Unfortunately, arrow syntax in Haskell desugars down to arr
for almost everything it does, which in turn makes arrow notation effectively useless. In an ideal world, everything I described in this blog post would be a tiny little Haskell library, with arrow notation doing the heavy lifting. But that is just not the world we live in.
Nor am I the first person to notice that there are categorical semantics behind programming languages. I don’t actually know whom to cite on this one, but it is well-established folklore that the lambda calculus corresponds to cartesian-closed categories. The “closed” part of “cartesian-closed” means we have an operation eval :: (a ~> b, a) ~> b
, but everyone and their dog has implemented the lambda calculus, so I thought it would be fun to see how far we can get without it. This is not a limitation on catlang’s turing completeness (since cochoice
gives us everything we need.)
I’ve been thinking about writing a category-first programming language for the better part of a decade, ever since I read Compiling to Categories. That paper takes Haskell and desugars it back down to categories. I stole many of the tricks here from that paper.

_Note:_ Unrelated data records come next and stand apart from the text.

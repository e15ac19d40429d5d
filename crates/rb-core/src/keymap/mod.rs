//! Key code table for keyboard input.
//!
//! The canonical representation is USB HID Usage IDs (page 0x07, Keyboard/Keypad).
//! Characters are mapped to a key plus a shift flag at the typing boundary.

pub mod hid;

pub use hid::{HidKeyCode, KeyStroke};
//! HID output: report layouts, the encoder, and the report descriptor.

pub mod descriptor;
pub mod report;

pub use descriptor::HID_REPORT_DESCRIPTOR;
pub use report::{decode_mouse_report, encode_intent, modifiers, HidReport, ReportId};
//! Input intents: the shared vocabulary between the gesture interpreter and
//! both output encoders.

use serde::{Deserialize, Serialize};

use crate::keymap::hid::{HidKeyCode, KeyStroke};

/// Mouse buttons the device can press.
#[derive(Debug, Clone, Copy, PartialEq, Eq, Hash, Serialize, Deserialize)]
#[serde(rename_all = "lowercase")]
pub enum MouseButton {
    Left,
    Right,
    Middle,
}

impl MouseButton {
    /// Name used in `input.mouse_click` payloads.
    pub fn as_str(self) -> &'static str {
        match self {
            MouseButton::Left => "left",
            MouseButton::Right => "right",
            MouseButton::Middle => "middle",
        }
    }

    /// Bit in the HID mouse report button bitmap (byte 0).
    pub fn hid_bit(self) -> u8 {
        match self {
            MouseButton::Left => 0x01,
            MouseButton::Right => 0x02,
            MouseButton::Middle => 0x04,
        }
    }
}

impl std::fmt::Display for MouseButton {
    fn fmt(&self, f: &mut std::fmt::Formatter<'_>) -> std::fmt::Result {
        f.write_str(self.as_str())
    }
}

/// A discrete, transport-agnostic description of one user input action.
///
/// Intents are immutable once produced.  A `Click` or `KeyPress` carries the
/// whole press; the encoders expand it into a down/up pair.
#[derive(Debug, Clone, Copy, PartialEq, Eq)]
pub enum InputIntent {
    /// Relative pointer motion in device units.
    Move { dx: i32, dy: i32 },
    /// Press and release of one button.
    Click { button: MouseButton },
    /// Wheel motion.  Positive `delta_y` scrolls content up.
    Scroll { delta_x: i32, delta_y: i32 },
    /// Press and release of one key, optionally with Shift held.
    KeyPress { key: HidKeyCode, shift: bool },
}

impl From<KeyStroke> for InputIntent {
    fn from(stroke: KeyStroke) -> Self {
        InputIntent::KeyPress {
            key: stroke.key,
            shift: stroke.shift,
        }
    }
}

/// Lazily maps `text` to one `KeyPress` per supported character.
///
/// Unsupported characters are skipped without an error.
pub fn intents_for_text(text: &str) -> impl Iterator<Item = InputIntent> + '_ {
    text.chars()
        .filter_map(KeyStroke::from_char)
        .map(InputIntent::from)
}
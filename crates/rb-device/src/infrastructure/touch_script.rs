//! Line-based touch script reader.
//!
//! Without a touch panel attached the binary reads commands from stdin, one
//! per line:
//!
//! ```text
//! # comment
//! down 0 100 200 0
//! move 0 140 200 16
//! up 0 140 200 32
//! move 0 100 900 40; move 1 160 900 40    # one frame, two pointers
//! cancel 48
//! type Hello world
//! media play_pause
//! pair 123456
//! ```
//!
//! Touch lines take `<pointer> <x> <y> <t_ms>`.  Several touch samples joined
//! with `;` form one frame, delivered to the interpreter together.  `cancel`
//! takes an optional timestamp.

use std::str::FromStr;

use rb_core::protocol::messages::MediaCommand;
use rb_core::{TouchPhase, TouchSample};
use thiserror::Error;

/// One parsed script line.
#[derive(Debug, Clone, PartialEq)]
pub enum ScriptCommand {
    /// One or more samples forming a single frame.
    Touch(Vec<TouchSample>),
    /// Type text through the key mapping.
    Type(String),
    /// Send a media command.
    Media(MediaCommand),
    /// Start pairing with the given code.
    Pair(String),
}

/// A script line that could not be parsed.
#[derive(Debug, Error, Clone, PartialEq, Eq)]
pub enum ScriptError {
    #[error("unknown command '{0}'")]
    UnknownCommand(String),
    #[error("'{command}' expects {expected} argument(s)")]
    WrongArity {
        command: String,
        expected: &'static str,
    },
    #[error("invalid number '{0}'")]
    InvalidNumber(String),
    #[error("unknown media command '{0}'")]
    UnknownMedia(String),
}

/// Parses one line.  Blank lines and `#` comments yield `Ok(None)`.
pub fn parse_line(line: &str) -> Result<Option<ScriptCommand>, ScriptError> {
    let line = match line.find('#') {
        Some(idx) => &line[..idx],
        None => line,
    };
    let trimmed = line.trim();
    if trimmed.is_empty() {
        return Ok(None);
    }

    let (head, rest) = match trimmed.split_once(char::is_whitespace) {
        Some((head, rest)) => (head, rest.trim_start()),
        None => (trimmed, ""),
    };

    match head {
        "type" => Ok(Some(ScriptCommand::Type(rest.to_string()))),
        "media" => {
            let name = single_arg("media", rest)?;
            MediaCommand::from_str(name)
                .map(|c| Some(ScriptCommand::Media(c)))
                .map_err(|_| ScriptError::UnknownMedia(name.to_string()))
        }
        "pair" => Ok(Some(ScriptCommand::Pair(single_arg("pair", rest)?.to_string()))),
        _ => {
            let samples = trimmed
                .split(';')
                .map(str::trim)
                .filter(|part| !part.is_empty())
                .map(parse_sample)
                .collect::<Result<Vec<_>, _>>()?;
            Ok(Some(ScriptCommand::Touch(samples)))
        }
    }
}

fn single_arg<'a>(command: &str, rest: &'a str) -> Result<&'a str, ScriptError> {
    let mut parts = rest.split_whitespace();
    match (parts.next(), parts.next()) {
        (Some(arg), None) => Ok(arg),
        _ => Err(ScriptError::WrongArity {
            command: command.to_string(),
            expected: "1",
        }),
    }
}

fn parse_sample(part: &str) -> Result<TouchSample, ScriptError> {
    let fields: Vec<&str> = part.split_whitespace().collect();
    let (command, args) = match fields.split_first() {
        Some(split) => split,
        None => return Err(ScriptError::UnknownCommand(String::new())),
    };

    let phase = match *command {
        "down" => TouchPhase::Down,
        "move" => TouchPhase::Move,
        "up" => TouchPhase::Up,
        "cancel" => {
            return match args {
                [] => Ok(TouchSample::cancel(0)),
                [ts] => Ok(TouchSample::cancel(number(ts)?)),
                _ => Err(ScriptError::WrongArity {
                    command: "cancel".to_string(),
                    expected: "0 or 1",
                }),
            };
        }
        other => return Err(ScriptError::UnknownCommand(other.to_string())),
    };

    match args {
        [pointer, x, y, ts] => Ok(TouchSample::new(
            number(pointer)?,
            phase,
            number(x)?,
            number(y)?,
            number(ts)?,
        )),
        _ => Err(ScriptError::WrongArity {
            command: (*command).to_string(),
            expected: "4",
        }),
    }
}

fn number<T: FromStr>(text: &str) -> Result<T, ScriptError> {
    text.parse()
        .map_err(|_| ScriptError::InvalidNumber(text.to_string()))
}

// ── Tests ─────────────────────────────────────────────────────────────────────
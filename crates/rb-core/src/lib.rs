//! # rb-core
//!
//! Shared library for RemoteBrain containing the gesture interpreter, the
//! input intent vocabulary, the HID report encoder and the pairing/session
//! protocol engine.
//!
//! This crate is used by both the handheld device and the host agent.
//! It has zero dependencies on OS APIs, UI frameworks, or network sockets.
//!
//! # Architecture overview (for beginners)
//!
//! RemoteBrain turns a handheld touch screen into a remote touchpad and
//! keyboard for a host computer.  Input reaches the host over one of two
//! transports: raw Bluetooth HID reports that the host OS consumes as if from
//! a physical mouse/keyboard, or JSON envelopes sent over a WebSocket to an
//! agent running on the host.
//!
//! This crate (`rb-core`) is the shared foundation.  It defines:
//!
//! - **`domain`** – The [`InputIntent`] vocabulary and the
//!   [`GestureInterpreter`] state machine that turns raw touch samples into
//!   intents (moves, taps, two-finger scrolls).
//!
//! - **`keymap`** – The USB HID usage IDs for the characters the device can
//!   type.
//!
//! - **`hid`** – A pure encoder from intents to fixed-layout HID reports plus
//!   the report descriptor those reports conform to.
//!
//! - **`protocol`** – The JSON envelope, its payloads, and the
//!   [`SessionEngine`] that drives pairing and gates input until paired.
//!
//! ```text
//! touch samples ─► GestureInterpreter ─► InputIntent ─┬─► encode_intent ─► HID reports
//!                                                     └─► SessionEngine ─► JSON envelopes
//! ```

pub mod domain;
pub mod hid;
pub mod keymap;
pub mod protocol;

// Re-export the most-used types at the crate root so callers can write
// `rb_core::GestureInterpreter` instead of `rb_core::domain::gesture::GestureInterpreter`.
pub use domain::gesture::{GestureConfig, GestureInterpreter, TouchPhase, TouchSample};
pub use domain::intent::{intents_for_text, InputIntent, MouseButton};
pub use hid::report::{decode_mouse_report, encode_intent, HidReport, ReportId};
pub use keymap::hid::{HidKeyCode, KeyStroke};
pub use protocol::codec::{decode_envelope, encode_envelope, Envelope, ProtocolError};
pub use protocol::messages::MessageType;
pub use protocol::pairing::PairingCode;
pub use protocol::session::{SessionEngine, SessionError, SessionEvent, SessionState};
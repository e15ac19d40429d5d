//! TOML-based configuration persistence for the device.
//!
//! Reads and writes [`DeviceConfig`] to the platform-appropriate file:
//! - Windows:  `%APPDATA%\RemoteBrain\device.toml`
//! - Linux:    `~/.config/remotebrain/device.toml`
//! - macOS:    `~/Library/Application Support/RemoteBrain/device.toml`
//!
//! Example file:
//!
//! ```toml
//! device_id = "5f0c7f4e-2d7b-4d36-9d0e-0b8f6c1e9a12"
//! device_name = "Kitchen tablet"
//! public_key = "kitchen-tablet"
//! agent_url = "ws://192.168.1.20:8765"
//!
//! [gesture]
//! cursor_speed = 1.5
//! scroll_gain = 2.0
//! ```
//!
//! # Why persist the device id?
//!
//! The host agent's trust registry is keyed by `device_id`.  A device that
//! changed its id on every launch would have to be re-approved every time,
//! so the first run generates a UUID and writes it back to disk.

use std::path::{Path, PathBuf};

use rb_core::GestureConfig;
use serde::{Deserialize, Serialize};
use thiserror::Error;
use tracing::info;
use uuid::Uuid;

use crate::infrastructure::network::DEFAULT_AGENT_URL;

/// Error type for configuration file operations.
#[derive(Debug, Error)]
pub enum ConfigError {
    /// The platform config directory could not be determined.
    #[error("could not determine platform config directory")]
    NoPlatformConfigDir,

    /// A file system I/O error occurred.
    #[error("I/O error accessing config at {path}: {source}")]
    Io {
        path: PathBuf,
        #[source]
        source: std::io::Error,
    },

    /// The TOML content could not be parsed.
    #[error("failed to parse config TOML: {0}")]
    Parse(#[from] toml::de::Error),

    /// The config could not be serialized to TOML.
    #[error("failed to serialize config: {0}")]
    Serialize(#[from] toml::ser::Error),
}

// ── Config schema ─────────────────────────────────────────────────────────────

/// Device configuration stored on disk.
#[derive(Debug, Clone, Serialize, Deserialize, PartialEq)]
pub struct DeviceConfig {
    /// Stable identifier presented to the agent.  Empty means "not yet assigned".
    #[serde(default)]
    pub device_id: String,
    /// Name shown to the host operator during pairing.
    #[serde(default = "default_device_name")]
    pub device_name: String,
    /// Opaque key label sent in `pair.request`.
    #[serde(default = "default_public_key")]
    pub public_key: String,
    /// WebSocket endpoint of the host agent.
    #[serde(default = "default_agent_url")]
    pub agent_url: String,
    /// Gesture tuning.
    #[serde(default)]
    pub gesture: GestureConfig,
}

fn default_device_name() -> String {
    "RemoteBrain device".to_string()
}
fn default_public_key() -> String {
    "remotebrain-device".to_string()
}
fn default_agent_url() -> String {
    DEFAULT_AGENT_URL.to_string()
}

impl Default for DeviceConfig {
    fn default() -> Self {
        Self {
            device_id: String::new(),
            device_name: default_device_name(),
            public_key: default_public_key(),
            agent_url: default_agent_url(),
            gesture: GestureConfig::default(),
        }
    }
}

// ── Config repository ─────────────────────────────────────────────────────────

/// Resolves the default path of `device.toml`.
///
/// # Errors
///
/// Returns [`ConfigError::NoPlatformConfigDir`] when the platform config base
/// directory cannot be determined from the environment.
pub fn default_config_path() -> Result<PathBuf, ConfigError> {
    platform_config_dir()
        .map(|dir| dir.join("device.toml"))
        .ok_or(ConfigError::NoPlatformConfigDir)
}

/// Loads the config at `path`, returning defaults if the file does not exist.
///
/// # Errors
///
/// Returns [`ConfigError::Io`] for file-system errors other than "not found",
/// and [`ConfigError::Parse`] if the TOML is malformed.
pub fn load_config(path: &Path) -> Result<DeviceConfig, ConfigError> {
    match std::fs::read_to_string(path) {
        Ok(content) => Ok(toml::from_str(&content)?),
        Err(e) if e.kind() == std::io::ErrorKind::NotFound => Ok(DeviceConfig::default()),
        Err(source) => Err(ConfigError::Io {
            path: path.to_path_buf(),
            source,
        }),
    }
}

/// Persists `config` to `path`, creating parent directories as needed.
///
/// # Errors
///
/// Returns [`ConfigError::Io`] for file-system failures or
/// [`ConfigError::Serialize`] if serialization fails.
pub fn save_config(path: &Path, config: &DeviceConfig) -> Result<(), ConfigError> {
    if let Some(dir) = path.parent() {
        std::fs::create_dir_all(dir).map_err(|source| ConfigError::Io {
            path: dir.to_path_buf(),
            source,
        })?;
    }

    let content = toml::to_string_pretty(config)?;
    std::fs::write(path, content).map_err(|source| ConfigError::Io {
        path: path.to_path_buf(),
        source,
    })
}

/// Loads the config and makes sure it carries a device id.
///
/// A missing id is generated and written back so the next launch presents
/// the same identity to the agent.  Gesture values are sanitized on load.
pub fn load_or_create(path: &Path) -> Result<DeviceConfig, ConfigError> {
    let mut config = load_config(path)?;
    config.gesture = config.gesture.sanitized();
    if config.device_id.trim().is_empty() {
        config.device_id = Uuid::new_v4().to_string();
        save_config(path, &config)?;
        info!("assigned new device id {} ({})", config.device_id, path.display());
    }
    Ok(config)
}

/// Resolves the platform config base directory including the app subdirectory.
fn platform_config_dir() -> Option<PathBuf> {
    #[cfg(target_os = "windows")]
    {
        std::env::var_os("APPDATA").map(|p| PathBuf::from(p).join("RemoteBrain"))
    }

    #[cfg(target_os = "linux")]
    {
        let base = std::env::var_os("XDG_CONFIG_HOME")
            .map(PathBuf::from)
            .or_else(|| std::env::var_os("HOME").map(|h| PathBuf::from(h).join(".config")))?;
        Some(base.join("remotebrain"))
    }

    #[cfg(target_os = "macos")]
    {
        std::env::var_os("HOME").map(|h| {
            PathBuf::from(h)
                .join("Library")
                .join("Application Support")
                .join("RemoteBrain")
        })
    }

    #[cfg(not(any(target_os = "windows", target_os = "linux", target_os = "macos")))]
    {
        None
    }
}

// ── Tests ─────────────────────────────────────────────────────────────────────

#[cfg(test)]
mod tests {
    use super::*;

    fn scratch_path() -> PathBuf {
        std::env::temp_dir()
            .join(format!("rb-device-test-{}", Uuid::new_v4()))
            .join("device.toml")
    }

    #[test]
    fn test_default_config_points_at_local_agent() {
        // Arrange / Act
        let cfg = DeviceConfig::default();

        // Assert
        assert_eq!(cfg.agent_url, "ws://127.0.0.1:8765");
        assert!(cfg.device_id.is_empty());
        assert_eq!(cfg.gesture, GestureConfig::default());
    }

    #[test]
    fn test_partial_toml_fills_in_defaults() {
        let cfg: DeviceConfig = toml::from_str(
            r#"
            device_name = "Tablet"

            [gesture]
            cursor_speed = 2.5
            "#,
        )
        .expect("parse");

        assert_eq!(cfg.device_name, "Tablet");
        assert_eq!(cfg.public_key, "remotebrain-device");
        assert_eq!(cfg.gesture.cursor_speed, 2.5);
        assert_eq!(cfg.gesture.scroll_gain, GestureConfig::default().scroll_gain);
    }

    #[test]
    fn test_missing_file_loads_defaults() {
        let path = scratch_path();

        let cfg = load_config(&path).expect("load");

        assert_eq!(cfg, DeviceConfig::default());
    }

    #[test]
    fn test_malformed_file_is_parse_error() {
        let path = scratch_path();
        std::fs::create_dir_all(path.parent().unwrap()).unwrap();
        std::fs::write(&path, "device_name = [").unwrap();

        let result = load_config(&path);

        assert!(matches!(result, Err(ConfigError::Parse(_))));
    }

    #[test]
    fn test_load_or_create_persists_a_stable_device_id() {
        // Arrange
        let path = scratch_path();

        // Act
        let first = load_or_create(&path).expect("first load");
        let second = load_or_create(&path).expect("second load");

        // Assert
        assert!(Uuid::parse_str(&first.device_id).is_ok());
        assert_eq!(first.device_id, second.device_id);
    }

    #[test]
    fn test_load_or_create_clamps_cursor_speed() {
        let path = scratch_path();
        let cfg = DeviceConfig {
            device_id: "fixed".into(),
            gesture: GestureConfig {
                cursor_speed: 40.0,
                ..GestureConfig::default()
            },
            ..DeviceConfig::default()
        };
        save_config(&path, &cfg).unwrap();

        let loaded = load_or_create(&path).unwrap();

        assert_eq!(loaded.device_id, "fixed");
        assert_eq!(loaded.gesture.cursor_speed, rb_core::domain::gesture::MAX_CURSOR_SPEED);
    }
}
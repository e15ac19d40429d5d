//! Integration tests for the rb-core input pipeline.
//!
//! These tests drive raw touch samples through the gesture interpreter and
//! feed the resulting intents to both encoders (HID reports and session
//! envelopes) through the public API only.

use rb_core::{
    decode_mouse_report, encode_intent, intents_for_text, GestureConfig, GestureInterpreter,
    HidKeyCode, HidReport, InputIntent, MouseButton, ReportId, TouchSample,
};

fn all_reports(intents: &[InputIntent]) -> Vec<HidReport> {
    intents.iter().flat_map(encode_intent).collect()
}

// ── Tap ───────────────────────────────────────────────────────────────────────

#[test]
fn test_quick_tap_yields_single_click_and_press_release_reports() {
    // Arrange
    let mut interpreter = GestureInterpreter::default();
    let samples = [
        TouchSample::down(0, 100.0, 100.0, 0),
        TouchSample::moved(0, 105.0, 103.0, 50),
        TouchSample::up(0, 108.0, 106.0, 120),
    ];

    // Act
    let intents: Vec<InputIntent> = interpreter.interpret(samples).collect();
    let reports = all_reports(&intents);

    // Assert
    assert_eq!(
        intents,
        vec![InputIntent::Click {
            button: MouseButton::Left
        }]
    );
    assert_eq!(
        reports,
        vec![
            HidReport::Mouse([0x01, 0, 0, 0]),
            HidReport::Mouse([0x00, 0, 0, 0]),
        ]
    );
}

#[test]
fn test_three_small_moves_within_tap_window_still_click() {
    let mut interpreter = GestureInterpreter::default();
    let intents: Vec<_> = interpreter
        .interpret([
            TouchSample::down(4, 10.0, 10.0, 1000),
            TouchSample::moved(4, 12.0, 11.0, 1030),
            TouchSample::moved(4, 14.0, 12.0, 1060),
            TouchSample::moved(4, 15.0, 13.0, 1090),
            TouchSample::up(4, 15.0, 13.0, 1150),
        ])
        .collect();

    assert_eq!(
        intents,
        vec![InputIntent::Click {
            button: MouseButton::Left
        }]
    );
}

// ── Drag ──────────────────────────────────────────────────────────────────────

#[test]
fn test_long_drag_clamps_each_report_without_wrapping() {
    // Arrange: one huge jump at 4x speed
    let mut interpreter = GestureInterpreter::new(GestureConfig {
        cursor_speed: 4.0,
        ..GestureConfig::default()
    });

    // Act
    let intents: Vec<_> = interpreter
        .interpret([
            TouchSample::down(0, 0.0, 0.0, 0),
            TouchSample::moved(0, 200.0, -90.0, 16),
            TouchSample::up(0, 200.0, -90.0, 400),
        ])
        .collect();
    let reports = all_reports(&intents);

    // Assert
    assert_eq!(intents, vec![InputIntent::Move { dx: 800, dy: -360 }]);
    assert_eq!(decode_mouse_report(&reports[0]), Some((0, 127, -127, 0)));
}

// ── Scroll ────────────────────────────────────────────────────────────────────

#[test]
fn test_two_finger_drag_scrolls_and_hid_wheel_is_negated() {
    // Arrange
    let mut interpreter = GestureInterpreter::default();
    interpreter.on_sample(TouchSample::down(0, 180.0, 300.0, 0));
    interpreter.on_sample(TouchSample::down(1, 220.0, 300.0, 2));

    // Act
    let intents = interpreter.on_frame(&[
        TouchSample::moved(0, 180.0, 280.0, 20),
        TouchSample::moved(1, 220.0, 280.0, 20),
    ]);
    let reports = all_reports(&intents);

    // Assert
    assert_eq!(
        intents,
        vec![InputIntent::Scroll {
            delta_x: 0,
            delta_y: 40
        }]
    );
    assert_eq!(reports.len(), 1);
    assert_eq!(reports[0].report_id(), ReportId::Mouse);
    assert_eq!(decode_mouse_report(&reports[0]), Some((0, 0, 0, -40)));
}

// ── Typing ────────────────────────────────────────────────────────────────────

#[test]
fn test_typed_text_produces_key_down_up_pairs() {
    let intents: Vec<_> = intents_for_text("A1\n").collect();
    let reports = all_reports(&intents);

    assert_eq!(
        reports,
        vec![
            HidReport::Keyboard([0x02, 0, 0x04, 0, 0, 0, 0, 0]),
            HidReport::Keyboard([0; 8]),
            HidReport::Keyboard([0x00, 0, 0x1E, 0, 0, 0, 0, 0]),
            HidReport::Keyboard([0; 8]),
            HidReport::Keyboard([0x00, 0, 0x28, 0, 0, 0, 0, 0]),
            HidReport::Keyboard([0; 8]),
        ]
    );
    assert!(reports.iter().all(|r| r.report_id() == ReportId::Keyboard));
}

#[test]
fn test_unsupported_characters_emit_no_reports() {
    let intents: Vec<_> = intents_for_text("?!@#").collect();
    assert!(intents.is_empty());
    assert!(all_reports(&intents).is_empty());
}

#[test]
fn test_digit_zero_maps_after_nine() {
    let intents: Vec<_> = intents_for_text("90").collect();
    assert_eq!(
        intents,
        vec![
            InputIntent::KeyPress {
                key: HidKeyCode::Digit9,
                shift: false
            },
            InputIntent::KeyPress {
                key: HidKeyCode::Digit0,
                shift: false
            },
        ]
    );
}
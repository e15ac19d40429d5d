//! rb-device library entry point.
//!
//! Re-exports all public modules so that integration tests in `tests/`
//! and the binary entry point in `main.rs` share the same module tree.
//!
//! # What does rb-device do? (for beginners)
//!
//! The *device* is the handheld touch screen acting as a touchpad and
//! keyboard for a host computer.  It:
//!
//! 1. Reads touch samples and turns them into input intents with the
//!    [`rb_core::GestureInterpreter`].
//! 2. Delivers those intents over one of two transports:
//!    - **HID**: fixed-layout binary reports sent over a Bluetooth HID
//!      channel, consumed by the host OS like a physical mouse/keyboard.
//!    - **Session**: JSON envelopes sent over a WebSocket to the host agent
//!      (`rb-agent`), after completing the pairing handshake.
//! 3. Persists its stable device id and gesture tuning in a TOML file.

/// Application layer: use cases for the device.
pub mod application;

/// Infrastructure layer: HID channels, WebSocket client, config file, script driver.
pub mod infrastructure;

Anyway. All of the code is available on github if you’re interested in taking a look. The repo isn’t up to my usual coding standards, for which you have my apologies. Of note is the template-haskell backend which can spit out Haskell code; meaning it wouldn’t be very hard to make a quasiquoter to compile catlang into what Haskell’s arrow desugaring ought to be. If there’s enough clamor for such a thing, I’ll see about turning this part into a library.
When looking at the types of arrows in this essay, we make the distinction that
~>
are arrows that we can write in catlang, while->
exist in the metatheory.↩︎